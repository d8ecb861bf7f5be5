use sqlx::{PgPool, Postgres, Transaction};
use tracing::{error, info};
use uuid::Uuid;

use crate::error::ApiError;
use crate::{blocks, items};

use super::repo;

/// Replace the target plan's entire block/item graph with a copy of the
/// source plan's. One transaction end to end: if anything fails after the
/// target check, the transaction rolls back on drop and the target keeps its
/// pre-copy state. Partial copies are never observable.
///
/// The overlap validator is deliberately bypassed: the source block set was
/// validated when it was created, and the target is empty once its blocks
/// are deleted, so per-block checks would have nothing to conflict with.
pub async fn copy_plan(
    db: &PgPool,
    source_plan_id: Uuid,
    target_plan_id: Uuid,
) -> Result<(), ApiError> {
    let mut tx = db.begin().await?;

    // Source existence is not checked: copying from an absent or empty
    // source legitimately yields an empty target.
    if !repo::lock_tx(&mut tx, target_plan_id).await? {
        return Err(ApiError::NotFound("target plan"));
    }

    copy_graph(&mut tx, source_plan_id, target_plan_id)
        .await
        .map_err(|e| {
            error!(error = %e, %source_plan_id, %target_plan_id, "plan copy failed, rolling back");
            ApiError::CopyFailed
        })?;

    tx.commit().await.map_err(|e| {
        error!(error = %e, %source_plan_id, %target_plan_id, "plan copy commit failed");
        ApiError::CopyFailed
    })?;

    info!(%source_plan_id, %target_plan_id, "plan copied");
    Ok(())
}

async fn copy_graph(
    tx: &mut Transaction<'_, Postgres>,
    source_plan_id: Uuid,
    target_plan_id: Uuid,
) -> sqlx::Result<()> {
    // Full replace, not a merge. Items cascade with their blocks.
    blocks::repo::delete_by_plan_tx(tx, target_plan_id).await?;

    // Source blocks in insertion order; each insert returns the new block
    // directly, so source block i maps to its copy by construction.
    let source_blocks = blocks::repo::list_by_plan_tx(tx, source_plan_id, None).await?;
    for old in source_blocks {
        let new_block = blocks::repo::insert_tx(
            tx,
            target_plan_id,
            &old.block_type,
            old.time_start,
            old.time_end,
        )
        .await?;

        let old_items = items::repo::list_by_block_tx(tx, old.id).await?;
        for item in old_items {
            items::repo::insert_tx(
                tx,
                new_block.id,
                item.dish_id,
                item.amount,
                item.note.as_deref(),
            )
            .await?;
        }
    }

    Ok(())
}
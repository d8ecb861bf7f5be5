use std::collections::HashMap;

use sqlx::PgPool;
use tracing::info;
use uuid::Uuid;

use crate::error::ApiError;

use super::dto::{DishDetails, DishIngredientOut, DishIngredientEntry};
use super::repo::{self, Dish, DishIngredientRow, DishWrite, MealTimeRow};

/// Group flat join rows under their dishes, producing native nested
/// structures. A composition row whose ingredient no longer resolves is
/// surfaced as a parse failure instead of being dropped.
pub fn group_dish_details(
    dishes: Vec<Dish>,
    meal_times: Vec<MealTimeRow>,
    ingredients: Vec<DishIngredientRow>,
) -> Result<Vec<DishDetails>, ApiError> {
    let mut times_by_dish: HashMap<Uuid, Vec<String>> = HashMap::new();
    for row in meal_times {
        times_by_dish
            .entry(row.dish_id)
            .or_default()
            .push(row.meal_time);
    }

    let mut ingredients_by_dish: HashMap<Uuid, Vec<DishIngredientOut>> = HashMap::new();
    for row in ingredients {
        let name = row.ingredient_name.ok_or_else(|| {
            ApiError::Parse(format!(
                "dish ingredient {} references a missing ingredient {}",
                row.id, row.ingredient_id
            ))
        })?;
        ingredients_by_dish
            .entry(row.dish_id)
            .or_default()
            .push(DishIngredientOut {
                id: row.id,
                ingredient_id: row.ingredient_id,
                name,
                amount: row.amount,
                unit: row.unit,
            });
    }

    Ok(dishes
        .into_iter()
        .map(|dish| {
            let times = times_by_dish.remove(&dish.id).unwrap_or_default();
            let ings = ingredients_by_dish.remove(&dish.id).unwrap_or_default();
            DishDetails::assemble(dish, times, ings)
        })
        .collect())
}

pub async fn list_details(db: &PgPool) -> Result<Vec<DishDetails>, ApiError> {
    let dishes = repo::list(db).await?;
    let ids: Vec<Uuid> = dishes.iter().map(|d| d.id).collect();
    let meal_times = repo::meal_times_by_dish(db, &ids).await?;
    let ingredients = repo::ingredients_by_dish(db, &ids).await?;
    group_dish_details(dishes, meal_times, ingredients)
}

pub async fn get_details(db: &PgPool, id: Uuid) -> Result<Option<DishDetails>, ApiError> {
    let Some(dish) = repo::get(db, id).await? else {
        return Ok(None);
    };
    let meal_times = repo::meal_times_by_dish(db, &[id]).await?;
    let ingredients = repo::ingredients_by_dish(db, &[id]).await?;
    let mut details = group_dish_details(vec![dish], meal_times, ingredients)?;
    Ok(details.pop())
}

/// Keep only usable composition entries, mirroring how loose input has
/// always been treated: no ingredient id or no positive amount means skip.
pub fn usable_ingredient_entries(entries: &[DishIngredientEntry]) -> Vec<(Uuid, f64, String)> {
    entries
        .iter()
        .filter_map(|entry| {
            let ingredient_id = entry.ingredient_id?;
            let amount = entry.amount.filter(|a| *a > 0.0)?;
            let unit = entry.unit.clone().unwrap_or_else(|| "г".to_string());
            Some((ingredient_id, amount, unit))
        })
        .collect()
}

pub async fn create_dish(
    db: &PgPool,
    write: DishWrite,
    meal_times: Vec<String>,
    ingredients: Vec<DishIngredientEntry>,
) -> Result<DishDetails, ApiError> {
    let entries = usable_ingredient_entries(&ingredients);

    let mut tx = db.begin().await?;
    let dish = repo::insert_tx(&mut tx, &write).await?;
    repo::replace_meal_times_tx(&mut tx, dish.id, &meal_times).await?;
    if let Err(e) = repo::replace_ingredients_tx(&mut tx, dish.id, &entries).await {
        return Err(map_ingredient_error(e));
    }
    tx.commit().await?;

    info!(dish_id = %dish.id, "dish created");
    get_details(db, dish.id)
        .await?
        .ok_or(ApiError::NotFound("dish"))
}

pub async fn update_dish(
    db: &PgPool,
    id: Uuid,
    write: DishWrite,
    meal_times: Vec<String>,
    ingredients: Vec<DishIngredientEntry>,
) -> Result<DishDetails, ApiError> {
    let entries = usable_ingredient_entries(&ingredients);

    let mut tx = db.begin().await?;
    let Some(dish) = repo::update_tx(&mut tx, id, &write).await? else {
        return Err(ApiError::NotFound("dish"));
    };
    repo::replace_meal_times_tx(&mut tx, dish.id, &meal_times).await?;
    if let Err(e) = repo::replace_ingredients_tx(&mut tx, dish.id, &entries).await {
        return Err(map_ingredient_error(e));
    }
    tx.commit().await?;

    info!(dish_id = %dish.id, "dish updated");
    get_details(db, dish.id)
        .await?
        .ok_or(ApiError::NotFound("dish"))
}

fn map_ingredient_error(e: sqlx::Error) -> ApiError {
    match &e {
        sqlx::Error::Database(db_err) if db_err.is_foreign_key_violation() => {
            ApiError::validation("unknown ingredient_id")
        }
        _ => e.into(),
    }
}

#[cfg(test)]
mod tests {
    use super::*;
    use time::OffsetDateTime;

    fn dish(name: &str) -> Dish {
        Dish {
            id: Uuid::new_v4(),
            name: name.into(),
            calories_per_100: Some(100.0),
            proteins_per_100: None,
            fats_per_100: None,
            carbs_per_100: None,
            unit: "г".into(),
            instruction: None,
            video_url: None,
            image_url: None,
            created_at: OffsetDateTime::UNIX_EPOCH,
        }
    }

    #[test]
    fn groups_nested_rows_under_their_dish() {
        let d1 = dish("Овсянка");
        let d2 = dish("Суп");
        let times = vec![
            MealTimeRow {
                dish_id: d1.id,
                meal_time: "breakfast".into(),
            },
            MealTimeRow {
                dish_id: d2.id,
                meal_time: "lunch".into(),
            },
            MealTimeRow {
                dish_id: d2.id,
                meal_time: "dinner".into(),
            },
        ];
        let ingredient_id = Uuid::new_v4();
        let ingredients = vec![DishIngredientRow {
            id: Uuid::new_v4(),
            dish_id: d1.id,
            ingredient_id,
            amount: 50.0,
            unit: "г".into(),
            ingredient_name: Some("Овсяные хлопья".into()),
        }];

        let details = group_dish_details(vec![d1, d2], times, ingredients).unwrap();
        assert_eq!(details.len(), 2);
        assert_eq!(details[0].meal_times, vec!["breakfast"]);
        assert_eq!(details[0].ingredients.len(), 1);
        assert_eq!(details[0].ingredients[0].name, "Овсяные хлопья");
        assert_eq!(details[1].meal_times, vec!["lunch", "dinner"]);
        assert!(details[1].ingredients.is_empty());
    }

    #[test]
    fn missing_ingredient_reference_is_a_parse_error_not_an_empty_list() {
        let d = dish("Суп");
        let ingredients = vec![DishIngredientRow {
            id: Uuid::new_v4(),
            dish_id: d.id,
            ingredient_id: Uuid::new_v4(),
            amount: 10.0,
            unit: "г".into(),
            ingredient_name: None,
        }];
        let err = group_dish_details(vec![d], Vec::new(), ingredients).unwrap_err();
        assert!(matches!(err, ApiError::Parse(_)));
    }

    #[test]
    fn unusable_ingredient_entries_are_skipped() {
        let good = Uuid::new_v4();
        let entries = vec![
            DishIngredientEntry {
                ingredient_id: Some(good),
                amount: Some(40.0),
                unit: None,
            },
            DishIngredientEntry {
                ingredient_id: None,
                amount: Some(10.0),
                unit: None,
            },
            DishIngredientEntry {
                ingredient_id: Some(Uuid::new_v4()),
                amount: None,
                unit: None,
            },
            DishIngredientEntry {
                ingredient_id: Some(Uuid::new_v4()),
                amount: Some(0.0),
                unit: None,
            },
        ];
        let entries = usable_ingredient_entries(&entries);
        assert_eq!(entries.len(), 1);
        assert_eq!(entries[0], (good, 40.0, "г".to_string()));
    }
}
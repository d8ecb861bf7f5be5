use sqlx::{FromRow, PgPool};
use time::OffsetDateTime;
use uuid::Uuid;

#[derive(Debug, Clone, FromRow)]
pub struct User {
    pub id: Uuid,
    pub name: String,
    pub email: String,
    pub created_at: OffsetDateTime,
}

pub async fn list(db: &PgPool) -> sqlx::Result<Vec<User>> {
    sqlx::query_as::<_, User>(
        r#"
        SELECT id, name, email, created_at
        FROM users
        ORDER BY name
        "#,
    )
    .fetch_all(db)
    .await
}

pub async fn get(db: &PgPool, id: Uuid) -> sqlx::Result<Option<User>> {
    sqlx::query_as::<_, User>(
        r#"
        SELECT id, name, email, created_at
        FROM users
        WHERE id = $1
        "#,
    )
    .bind(id)
    .fetch_optional(db)
    .await
}

pub async fn insert(db: &PgPool, name: &str, email: &str) -> sqlx::Result<User> {
    sqlx::query_as::<_, User>(
        r#"
        INSERT INTO users (name, email)
        VALUES ($1, $2)
        RETURNING id, name, email, created_at
        "#,
    )
    .bind(name)
    .bind(email)
    .fetch_one(db)
    .await
}

pub async fn update(db: &PgPool, id: Uuid, name: &str, email: &str) -> sqlx::Result<Option<User>> {
    sqlx::query_as::<_, User>(
        r#"
        UPDATE users
        SET name = $2, email = $3
        WHERE id = $1
        RETURNING id, name, email, created_at
        "#,
    )
    .bind(id)
    .bind(name)
    .bind(email)
    .fetch_optional(db)
    .await
}

pub async fn delete(db: &PgPool, id: Uuid) -> sqlx::Result<u64> {
    let result = sqlx::query(r#"DELETE FROM users WHERE id = $1"#)
        .bind(id)
        .execute(db)
        .await?;
    Ok(result.rows_affected())
}
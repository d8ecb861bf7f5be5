use sqlx::{FromRow, PgPool, Postgres, Transaction};
use time::{OffsetDateTime, Time};
use uuid::Uuid;

#[derive(Debug, Clone, FromRow)]
pub struct Block {
    pub id: Uuid,
    pub plan_id: Uuid,
    #[sqlx(rename = "type")]
    pub block_type: String,
    pub time_start: Time,
    pub time_end: Time,
    pub created_at: OffsetDateTime,
}

pub async fn list_by_plan(db: &PgPool, plan_id: Uuid) -> sqlx::Result<Vec<Block>> {
    sqlx::query_as::<_, Block>(
        r#"
        SELECT id, plan_id, type, time_start, time_end, created_at
        FROM meal_blocks
        WHERE plan_id = $1
        ORDER BY time_start
        "#,
    )
    .bind(plan_id)
    .fetch_all(db)
    .await
}

/// Blocks of a plan in insertion order, optionally excluding one block
/// (a block being updated must not conflict with itself).
pub async fn list_by_plan_tx(
    tx: &mut Transaction<'_, Postgres>,
    plan_id: Uuid,
    exclude_id: Option<Uuid>,
) -> sqlx::Result<Vec<Block>> {
    sqlx::query_as::<_, Block>(
        r#"
        SELECT id, plan_id, type, time_start, time_end, created_at
        FROM meal_blocks
        WHERE plan_id = $1
          AND ($2::uuid IS NULL OR id <> $2)
        ORDER BY created_at, id
        "#,
    )
    .bind(plan_id)
    .bind(exclude_id)
    .fetch_all(&mut **tx)
    .await
}

pub async fn insert_tx(
    tx: &mut Transaction<'_, Postgres>,
    plan_id: Uuid,
    block_type: &str,
    time_start: Time,
    time_end: Time,
) -> sqlx::Result<Block> {
    sqlx::query_as::<_, Block>(
        r#"
        INSERT INTO meal_blocks (plan_id, type, time_start, time_end)
        VALUES ($1, $2, $3, $4)
        RETURNING id, plan_id, type, time_start, time_end, created_at
        "#,
    )
    .bind(plan_id)
    .bind(block_type)
    .bind(time_start)
    .bind(time_end)
    .fetch_one(&mut **tx)
    .await
}

pub async fn update_tx(
    tx: &mut Transaction<'_, Postgres>,
    id: Uuid,
    block_type: &str,
    time_start: Time,
    time_end: Time,
) -> sqlx::Result<Block> {
    sqlx::query_as::<_, Block>(
        r#"
        UPDATE meal_blocks
        SET type = $2, time_start = $3, time_end = $4
        WHERE id = $1
        RETURNING id, plan_id, type, time_start, time_end, created_at
        "#,
    )
    .bind(id)
    .bind(block_type)
    .bind(time_start)
    .bind(time_end)
    .fetch_one(&mut **tx)
    .await
}

pub async fn plan_id_of_tx(
    tx: &mut Transaction<'_, Postgres>,
    block_id: Uuid,
) -> sqlx::Result<Option<Uuid>> {
    let row: Option<(Uuid,)> =
        sqlx::query_as(r#"SELECT plan_id FROM meal_blocks WHERE id = $1"#)
            .bind(block_id)
            .fetch_optional(&mut **tx)
            .await?;
    Ok(row.map(|(plan_id,)| plan_id))
}

pub async fn delete(db: &PgPool, id: Uuid) -> sqlx::Result<u64> {
    let result = sqlx::query(r#"DELETE FROM meal_blocks WHERE id = $1"#)
        .bind(id)
        .execute(db)
        .await?;
    Ok(result.rows_affected())
}

/// Items go with their blocks via ON DELETE CASCADE.
pub async fn delete_by_plan_tx(
    tx: &mut Transaction<'_, Postgres>,
    plan_id: Uuid,
) -> sqlx::Result<u64> {
    let result = sqlx::query(r#"DELETE FROM meal_blocks WHERE plan_id = $1"#)
        .bind(plan_id)
        .execute(&mut **tx)
        .await?;
    Ok(result.rows_affected())
}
=====
# Aim of the exercise
Each line of the material above that includes the word "super" counts once; give the total number alone.

# Result for this exercise
4